» Exercise prompt: Lines containing the word "TargetReached" are the ones to copy from the records below.

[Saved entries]
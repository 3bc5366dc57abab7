//! Heater safety interlock
//!
//! Evaluates each temperature reading against the operator's limits and the
//! absolute system ceiling. Alerts are edge-triggered; the heater is forced
//! off on every reading inside the trip band.

use super::{RoastEvent, SafetySettings};
use crate::models::Notification;

/// Something the interlock noticed on a reading
#[derive(Debug, Clone, Copy, PartialEq)]
pub enum InterlockSignal {
    TargetReached { temperature: f64, target: f64 },
    NearingSafetyLimit { temperature: f64, max_safety_temp: f64 },
    AutoShutoff { temperature: f64 },
    CeilingExceeded { temperature: f64 },
    Restored { temperature: f64 },
}

impl InterlockSignal {
    pub fn notification(&self) -> Notification {
        match *self {
            InterlockSignal::TargetReached { target, .. } => Notification::info(
                "Target Temperature Reached",
                format!("Temperature has reached your target of {}°C.", target),
            ),
            InterlockSignal::NearingSafetyLimit {
                temperature,
                max_safety_temp,
            } => Notification::warning(
                "Approaching Maximum Temperature",
                format!(
                    "Temperature is nearing the safety limit. Only {:.1}°C before the heater shuts off.",
                    (max_safety_temp - temperature).max(0.0)
                ),
            )
            .persistent(),
            InterlockSignal::AutoShutoff { .. } => Notification::error(
                "Heater Auto Shutoff Activated",
                "The heater was turned off for safety. Heater control returns once the temperature drops.",
            ),
            InterlockSignal::CeilingExceeded { temperature } => Notification::error(
                "System Maximum Temperature Exceeded",
                format!(
                    "The heater was turned off at {:.1}°C. Let the roaster cool down and inspect it.",
                    temperature
                ),
            )
            .persistent(),
            InterlockSignal::Restored { .. } => Notification::success(
                "Heater Control Restored",
                "Temperature has dropped to a safe level. Heater control is available again.",
            ),
        }
    }

    /// Bus event for signals that change heater availability
    pub fn event(&self) -> Option<RoastEvent> {
        match *self {
            InterlockSignal::AutoShutoff { temperature }
            | InterlockSignal::CeilingExceeded { temperature } => {
                Some(RoastEvent::HeaterInterlocked { temperature })
            }
            InterlockSignal::Restored { temperature } => {
                Some(RoastEvent::HeaterControlRestored { temperature })
            }
            _ => None,
        }
    }

    pub fn is_trip(&self) -> bool {
        matches!(
            self,
            InterlockSignal::AutoShutoff { .. } | InterlockSignal::CeilingExceeded { .. }
        )
    }
}

/// Outcome of evaluating one reading
#[derive(Debug, Clone, Default, PartialEq)]
pub struct InterlockReport {
    pub signals: Vec<InterlockSignal>,
    /// The heater must be off after this reading
    pub force_heater_off: bool,
}

impl InterlockReport {
    /// Whether this reading moved the interlock into the locked state
    pub fn tripped(&self) -> bool {
        self.signals.iter().any(InterlockSignal::is_trip)
    }
}

#[derive(Debug, Clone)]
pub struct SafetyInterlock {
    safety: SafetySettings,
    target_temperature: Option<f64>,
    max_safety_temp: Option<f64>,
    auto_shutoff: bool,
    target_reached: bool,
    nearing_limit: bool,
    heater_disabled: bool,
    ceiling_tripped: bool,
}

impl SafetyInterlock {
    /// Full interlock for a manual session
    pub fn new(
        safety: SafetySettings,
        target_temperature: f64,
        max_safety_temp: f64,
        auto_shutoff: bool,
    ) -> Self {
        Self {
            safety,
            target_temperature: Some(target_temperature),
            max_safety_temp: Some(max_safety_temp),
            auto_shutoff,
            target_reached: false,
            nearing_limit: false,
            heater_disabled: false,
            ceiling_tripped: false,
        }
    }

    /// Only the absolute system ceiling is enforced
    pub fn ceiling_only(safety: SafetySettings) -> Self {
        Self {
            safety,
            target_temperature: None,
            max_safety_temp: None,
            auto_shutoff: false,
            target_reached: false,
            nearing_limit: false,
            heater_disabled: false,
            ceiling_tripped: false,
        }
    }

    pub fn is_heater_disabled(&self) -> bool {
        self.heater_disabled
    }

    pub fn is_target_reached(&self) -> bool {
        self.target_reached
    }

    pub fn is_nearing_limit(&self) -> bool {
        self.nearing_limit
    }

    /// Temperature at which the heater is cut
    pub fn trip_temperature(&self) -> f64 {
        match self.max_safety_temp {
            Some(max) => max - self.safety.trip_margin,
            None => self.safety.system_max_temperature,
        }
    }

    /// Temperature the reading must fall below for heater control to return
    pub fn restore_temperature(&self) -> f64 {
        match self.max_safety_temp {
            Some(max) => max - self.safety.reset_margin,
            None => self.safety.system_max_temperature - self.safety.reset_margin,
        }
    }

    pub fn evaluate(&mut self, temperature: f64) -> InterlockReport {
        let mut report = InterlockReport::default();

        if let Some(target) = self.target_temperature {
            if !self.target_reached && temperature >= target {
                self.target_reached = true;
                report
                    .signals
                    .push(InterlockSignal::TargetReached { temperature, target });
            }
        }

        if let Some(max_safety_temp) = self.max_safety_temp {
            if temperature >= self.trip_temperature() {
                if !self.nearing_limit {
                    self.nearing_limit = true;
                    report.signals.push(InterlockSignal::NearingSafetyLimit {
                        temperature,
                        max_safety_temp,
                    });
                }
                if self.auto_shutoff {
                    report.force_heater_off = true;
                    if !self.heater_disabled {
                        self.heater_disabled = true;
                        report.signals.push(InterlockSignal::AutoShutoff { temperature });
                    }
                }
            }
        }

        let ceiling = self.safety.system_max_temperature;
        if temperature >= ceiling {
            report.force_heater_off = true;
            self.heater_disabled = true;
            if !self.ceiling_tripped {
                self.ceiling_tripped = true;
                report
                    .signals
                    .push(InterlockSignal::CeilingExceeded { temperature });
            }
        } else if temperature < ceiling - self.safety.reset_margin {
            self.ceiling_tripped = false;
        }

        if self.heater_disabled
            && !report.force_heater_off
            && temperature < self.restore_temperature()
        {
            self.heater_disabled = false;
            self.nearing_limit = false;
            report.signals.push(InterlockSignal::Restored { temperature });
        }

        report
    }
}

#[cfg(test)]
mod tests {
    use super::*;

    fn manual_interlock() -> SafetyInterlock {
        SafetyInterlock::new(SafetySettings::default(), 180.0, 220.0, true)
    }

    #[test]
    fn test_band_edges() {
        let manual = manual_interlock();
        assert_eq!(manual.trip_temperature(), 210.0);
        assert_eq!(manual.restore_temperature(), 200.0);

        let auto = SafetyInterlock::ceiling_only(SafetySettings::default());
        assert_eq!(auto.trip_temperature(), 300.0);
        assert_eq!(auto.restore_temperature(), 280.0);
    }

    #[test]
    fn test_trips_at_210_and_restores_at_199() {
        let mut interlock = manual_interlock();

        let report = interlock.evaluate(209.9);
        assert!(!report.force_heater_off);

        let report = interlock.evaluate(210.0);
        assert!(report.force_heater_off);
        assert!(report.tripped());
        assert!(interlock.is_heater_disabled());

        // Inside the hysteresis band nothing changes
        for temp in [205.0, 200.0, 200.5] {
            let report = interlock.evaluate(temp);
            assert!(report.signals.is_empty());
            assert!(interlock.is_heater_disabled());
        }

        let report = interlock.evaluate(199.0);
        assert_eq!(
            report.signals,
            vec![InterlockSignal::Restored { temperature: 199.0 }]
        );
        assert!(!interlock.is_heater_disabled());
        assert!(!interlock.is_nearing_limit());
    }

    #[test]
    fn test_trip_alert_fires_once_but_heater_forced_every_reading() {
        let mut interlock = manual_interlock();
        let first = interlock.evaluate(212.0);
        assert!(first.tripped());

        let second = interlock.evaluate(215.0);
        assert!(second.force_heater_off);
        assert!(!second.tripped());
        assert!(second.signals.is_empty());
    }

    #[test]
    fn test_target_reached_is_one_shot() {
        let mut interlock = manual_interlock();
        let report = interlock.evaluate(180.0);
        assert!(matches!(
            report.signals[0],
            InterlockSignal::TargetReached { target, .. } if target == 180.0
        ));
        assert!(interlock.evaluate(181.0).signals.is_empty());
        assert!(interlock.evaluate(180.0).signals.is_empty());
    }

    #[test]
    fn test_without_auto_shutoff_only_warns() {
        let mut interlock = SafetyInterlock::new(SafetySettings::default(), 180.0, 220.0, false);
        let report = interlock.evaluate(215.0);
        assert!(!report.force_heater_off);
        assert!(report
            .signals
            .iter()
            .any(|s| matches!(s, InterlockSignal::NearingSafetyLimit { .. })));
        assert!(!interlock.is_heater_disabled());
    }

    #[test]
    fn test_ceiling_locks_regardless_of_auto_shutoff() {
        let mut interlock = SafetyInterlock::new(SafetySettings::default(), 180.0, 220.0, false);
        let report = interlock.evaluate(300.0);
        assert!(report.force_heater_off);
        let ceiling = report
            .signals
            .iter()
            .find(|s| matches!(s, InterlockSignal::CeilingExceeded { .. }))
            .unwrap();
        assert!(!ceiling.notification().auto_dismiss);
        assert!(interlock.is_heater_disabled());
    }

    #[test]
    fn test_ceiling_only_restores_below_reset_band() {
        let mut interlock = SafetyInterlock::ceiling_only(SafetySettings::default());
        assert!(interlock.evaluate(250.0).signals.is_empty());

        let report = interlock.evaluate(301.0);
        assert!(report.tripped());
        assert!(!report.signals[0].notification().auto_dismiss);

        assert!(interlock.evaluate(285.0).signals.is_empty());
        assert!(interlock.is_heater_disabled());

        let report = interlock.evaluate(279.0);
        assert_eq!(
            report.signals,
            vec![InterlockSignal::Restored { temperature: 279.0 }]
        );
    }
}
//! Manual-roast session models

use serde::{Deserialize, Serialize};

use super::roast::{CrackMark, PhaseSpan, RoastLevel, RoastPhaseLog};
use crate::types::{TempSample, TempStats};

/// Operator settings chosen when a manual roast starts
#[derive(Debug, Clone, Copy, PartialEq, Serialize, Deserialize)]
#[serde(rename_all = "camelCase")]
pub struct ManualRoastSettings {
    pub target_temperature: f64,
    pub max_safety_temp: f64,
    pub auto_shutoff_enabled: bool,
    pub timer_enabled: bool,
    /// Timer length in minutes
    pub timer_duration: u32,
}

impl Default for ManualRoastSettings {
    fn default() -> Self {
        Self {
            target_temperature: 180.0,
            max_safety_temp: 220.0,
            auto_shutoff_enabled: true,
            timer_enabled: false,
            timer_duration: 5,
        }
    }
}

/// Dialogs of the manual control surface
#[derive(Debug, Clone, Copy, PartialEq, Eq, Serialize, Deserialize)]
#[serde(rename_all = "camelCase")]
pub enum ManualDialog {
    StopConfirm,
    SaveData,
    /// The stopped roast is being written to the profile store
    Saving,
}

/// Free-form notes captured while roasting
#[derive(Debug, Clone, Default, PartialEq, Serialize, Deserialize)]
#[serde(rename_all = "camelCase")]
pub struct RoastLog {
    pub description: String,
    pub roast_level: Option<RoastLevel>,
    pub roast_phase: RoastPhaseLog,
}

impl RoastLog {
    pub fn apply(&mut self, patch: RoastLogPatch) {
        if let Some(description) = patch.description {
            self.description = description;
        }
        if let Some(level) = patch.roast_level {
            self.roast_level = Some(level);
        }
        if let Some(span) = patch.drying_phase {
            self.roast_phase.drying_phase = span;
        }
        if let Some(mark) = patch.first_crack {
            self.roast_phase.first_crack = mark;
        }
        if let Some(span) = patch.development_phase {
            self.roast_phase.development_phase = span;
        }
        if let Some(mark) = patch.second_crack {
            self.roast_phase.second_crack = mark;
        }
    }
}

/// Partial update to the roast log; absent fields are left untouched
#[derive(Debug, Clone, Default, PartialEq, Serialize, Deserialize)]
#[serde(rename_all = "camelCase")]
pub struct RoastLogPatch {
    pub description: Option<String>,
    pub roast_level: Option<RoastLevel>,
    pub drying_phase: Option<PhaseSpan>,
    pub first_crack: Option<CrackMark>,
    pub development_phase: Option<PhaseSpan>,
    pub second_crack: Option<CrackMark>,
}

/// Values captured the moment a manual roast is stopped
#[derive(Debug, Clone, PartialEq, Serialize, Deserialize)]
#[serde(rename_all = "camelCase")]
pub struct StoppedRoast {
    pub duration: u32,
    pub drop_temperature: f64,
    pub target_temperature: f64,
    pub log: RoastLog,
}

/// Save-dialog form; missing fields fall back to the captured log
#[derive(Debug, Clone, Default, PartialEq, Serialize, Deserialize)]
#[serde(rename_all = "camelCase")]
pub struct SaveRoastInput {
    pub name: String,
    pub description: Option<String>,
    pub roast_level: Option<RoastLevel>,
    pub roast_phase: Option<RoastPhaseLog>,
}

/// Read-only view of the manual session
#[derive(Debug, Clone, PartialEq, Serialize, Deserialize)]
#[serde(rename_all = "camelCase")]
pub struct ManualSnapshot {
    pub is_roasting: bool,
    pub heater: bool,
    pub motor: bool,
    pub temperature: f64,
    pub elapsed_time: u32,
    pub settings: ManualRoastSettings,
    pub heater_control_disabled: bool,
    pub is_target_reached: bool,
    pub is_nearing_safety_limit: bool,
    pub timer_notification_sent: bool,
    pub stats: Option<TempStats>,
    pub temp_history: Vec<TempSample>,
    pub log: RoastLog,
    pub dialog: Option<ManualDialog>,
    pub stopped: Option<StoppedRoast>,
}

impl ManualSnapshot {
    pub fn is_active(&self) -> bool {
        self.is_roasting || self.stopped.is_some()
    }
}
//! Manual roast controller

use roast_core::control::{ManualRoast, RoastSettings, SafetySettings};
use roast_core::{
    ManualRoastSettings, ManualSnapshot, RoastLogPatch, RoastProfile, SaveRoastInput,
};
use tokio::sync::watch;

use super::profiles::ProfileService;
use super::session::{SessionController, SessionDeps};
use crate::error::AppResult;

/// Handle to the manual roast session
#[derive(Clone)]
pub struct ManualRoastController {
    session: SessionController<ManualRoast>,
}

impl ManualRoastController {
    pub fn spawn(settings: RoastSettings, safety: SafetySettings, deps: &SessionDeps) -> Self {
        Self {
            session: SessionController::spawn(ManualRoast::new(settings, safety), deps),
        }
    }

    pub fn snapshot(&self) -> ManualSnapshot {
        self.session.snapshot()
    }

    pub fn watch(&self) -> watch::Receiver<ManualSnapshot> {
        self.session.watch()
    }

    pub async fn start(&self, settings: ManualRoastSettings) -> AppResult<ManualSnapshot> {
        self.session
            .apply(move |roast, _| roast.start(settings))
            .await?;
        Ok(self.snapshot())
    }

    pub async fn set_heater(&self, on: bool) -> AppResult<ManualSnapshot> {
        self.session
            .apply(move |roast, _| roast.set_heater(on))
            .await?;
        Ok(self.snapshot())
    }

    pub async fn set_motor(&self, on: bool) -> AppResult<ManualSnapshot> {
        self.session
            .apply(move |roast, _| Ok(roast.set_motor(on)))
            .await?;
        Ok(self.snapshot())
    }

    pub async fn update_log(&self, patch: RoastLogPatch) -> AppResult<ManualSnapshot> {
        self.session
            .apply(move |roast, _| roast.update_log(patch).map(|_| Vec::new()))
            .await?;
        Ok(self.snapshot())
    }

    pub async fn request_stop(&self) -> AppResult<ManualSnapshot> {
        self.session
            .apply(|roast, _| roast.request_stop().map(|_| Vec::new()))
            .await?;
        Ok(self.snapshot())
    }

    pub async fn cancel_stop(&self) -> AppResult<ManualSnapshot> {
        self.session
            .apply(|roast, _| roast.cancel_stop().map(|_| Vec::new()))
            .await?;
        Ok(self.snapshot())
    }

    pub async fn confirm_stop(&self) -> AppResult<ManualSnapshot> {
        self.session.apply(|roast, _| roast.confirm_stop()).await?;
        Ok(self.snapshot())
    }

    /// Persist the stopped roast as a profile.
    ///
    /// On a store failure the save dialog stays open and the error is
    /// returned to the caller.
    pub async fn save(
        &self,
        input: SaveRoastInput,
        profiles: &ProfileService,
    ) -> AppResult<RoastProfile> {
        let profile_input = self
            .session
            .execute(move |roast, _| roast.prepare_save(input).map(|p| (Vec::new(), p)))
            .await?;

        let name = profile_input.name.clone();
        match profiles.create(profile_input).await {
            Ok(profile) => {
                self.session
                    .apply(move |roast, _| Ok(roast.complete_save(&name)))
                    .await?;
                Ok(profile)
            }
            Err(error) => {
                tracing::warn!(error = %error, "failed to save manual roast");
                let message = error.to_string();
                self.session
                    .apply(move |roast, _| Ok(roast.save_failed(&message)))
                    .await?;
                Err(error)
            }
        }
    }

    pub async fn discard(&self) -> AppResult<ManualSnapshot> {
        self.session.apply(|roast, _| roast.discard()).await?;
        Ok(self.snapshot())
    }
}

» Answer space:
    TargetReached { temperature: f64, target: f64 },
            InterlockSignal::TargetReached { target, .. } => Notification::info(
                    .push(InterlockSignal::TargetReached { temperature, target });
            InterlockSignal::TargetReached { target, .. } if target == 180.0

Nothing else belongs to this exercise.